WHAT TO PRODUCE:
Every line below that has the string "Development" needs to be copied.

DATA EXTRACTS:

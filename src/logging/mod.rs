use std::str::FromStr;
use std::time::Instant;
use tracing::Level;
use tracing_subscriber::{fmt, layer::SubscriberExt, util::SubscriberInitExt, EnvFilter};

use crate::config::LogSettings;

/// 覆盖配置级别的环境变量，支持完整的 EnvFilter 语法
pub const LOG_FILTER_ENV: &str = "CYSAFE_LOG";

/// 日志环境配置
#[derive(Debug, Clone, Copy, PartialEq, Eq)]
pub enum LoggingEnvironment {
    /// 开发环境
    Development,
    /// 测试环境
    Testing,
    /// 生产环境
    Production,
}

/// 日志格式配置
#[derive(Debug, Clone, Copy, PartialEq, Eq)]
pub enum LogFormat {
    /// 人类可读格式
    Pretty,
    /// JSON 格式
    Json,
    /// 紧凑格式
    Compact,
}

impl FromStr for LogFormat {
    type Err = String;

    fn from_str(s: &str) -> Result<Self, Self::Err> {
        match s.trim().to_ascii_lowercase().as_str() {
            "pretty" => Ok(LogFormat::Pretty),
            "json" => Ok(LogFormat::Json),
            "compact" => Ok(LogFormat::Compact),
            other => Err(format!("unknown log format '{}'", other)),
        }
    }
}

/// 日志配置
#[derive(Debug, Clone)]
pub struct LoggingConfig {
    /// 环境
    pub environment: LoggingEnvironment,
    /// 日志级别
    pub level: Level,
    /// 输出格式
    pub format: LogFormat,
    /// 是否显示目标模块
    pub show_target: bool,
    /// 是否显示线程ID
    pub show_thread_ids: bool,
}

impl Default for LoggingConfig {
    fn default() -> Self {
        Self {
            environment: LoggingEnvironment::Development,
            level: Level::INFO,
            format: LogFormat::Pretty,
            show_target: true,
            show_thread_ids: false,
        }
    }
}

impl LoggingConfig {
    /// 创建生产环境配置
    pub fn production() -> Self {
        Self {
            environment: LoggingEnvironment::Production,
            level: Level::INFO,
            format: LogFormat::Json,
            show_target: false,
            show_thread_ids: false,
        }
    }

    /// 创建测试环境配置
    pub fn testing() -> Self {
        Self {
            environment: LoggingEnvironment::Testing,
            level: Level::ERROR,
            format: LogFormat::Compact,
            show_target: false,
            show_thread_ids: false,
        }
    }

    /// Builds a config from the `[logging]` settings. JSON output uses the
    /// production preset (no ANSI colours). Unknown values fall back to the
    /// defaults; `AppConfig::validate` reports them separately.
    pub fn from_settings(settings: &LogSettings) -> Self {
        let format = settings.format.parse().unwrap_or(LogFormat::Pretty);
        let base = match format {
            LogFormat::Json => Self::production(),
            _ => Self::default(),
        };
        Self {
            level: Level::from_str(&settings.level).unwrap_or(base.level),
            format,
            ..base
        }
    }
}

/// 初始化日志系统
///
/// `CYSAFE_LOG` takes precedence over the configured level. Calling this a
/// second time returns an error instead of panicking.
pub fn init_logging(config: LoggingConfig) -> Result<(), Box<dyn std::error::Error + Send + Sync>> {
    let filter = EnvFilter::try_from_env(LOG_FILTER_ENV)
        .unwrap_or_else(|_| EnvFilter::new(config.level.to_string().to_lowercase()));

    match config.format {
        LogFormat::Pretty => {
            let fmt_layer = fmt::layer()
                .pretty()
                .with_writer(std::io::stderr)
                .with_target(config.show_target)
                .with_thread_ids(config.show_thread_ids)
                .with_ansi(config.environment != LoggingEnvironment::Production);

            tracing_subscriber::registry()
                .with(filter)
                .with(fmt_layer)
                .try_init()?;
        }
        LogFormat::Json => {
            // 未启用 json feature，降级为无颜色的紧凑格式
            let fmt_layer = fmt::layer()
                .compact()
                .with_writer(std::io::stderr)
                .with_target(config.show_target)
                .with_thread_ids(config.show_thread_ids)
                .with_ansi(false);

            tracing_subscriber::registry()
                .with(filter)
                .with(fmt_layer)
                .try_init()?;
        }
        LogFormat::Compact => {
            let fmt_layer = fmt::layer()
                .compact()
                .with_writer(std::io::stderr)
                .with_target(config.show_target)
                .with_thread_ids(config.show_thread_ids)
                .with_ansi(config.environment != LoggingEnvironment::Production);

            tracing_subscriber::registry()
                .with(filter)
                .with(fmt_layer)
                .try_init()?;
        }
    }

    tracing::debug!(
        environment = ?config.environment,
        level = ?config.level,
        format = ?config.format,
        "Logging system initialized"
    );

    Ok(())
}

/// 操作性能计时器
pub struct OperationTimer {
    start: Instant,
    operation: String,
    metadata: std::collections::HashMap<String, String>,
}

impl OperationTimer {
    /// 创建新的计时器
    pub fn new(operation: &str) -> Self {
        Self {
            start: Instant::now(),
            operation: operation.to_string(),
            metadata: std::collections::HashMap::new(),
        }
    }

    /// 添加元数据
    pub fn with_metadata(mut self, key: &str, value: impl ToString) -> Self {
        self.metadata.insert(key.to_string(), value.to_string());
        self
    }

    /// 完成计时并记录日志
    pub fn finish(self) -> std::time::Duration {
        let duration = self.start.elapsed();

        tracing::info!(
            operation = %self.operation,
            duration_ms = duration.as_millis() as u64,
            metadata = ?self.metadata,
            "Operation completed"
        );
        duration
    }

    /// 获取当前经过时间
    pub fn elapsed(&self) -> std::time::Duration {
        self.start.elapsed()
    }
}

ANSWER BOX:
    Development,
            environment: LoggingEnvironment::Development,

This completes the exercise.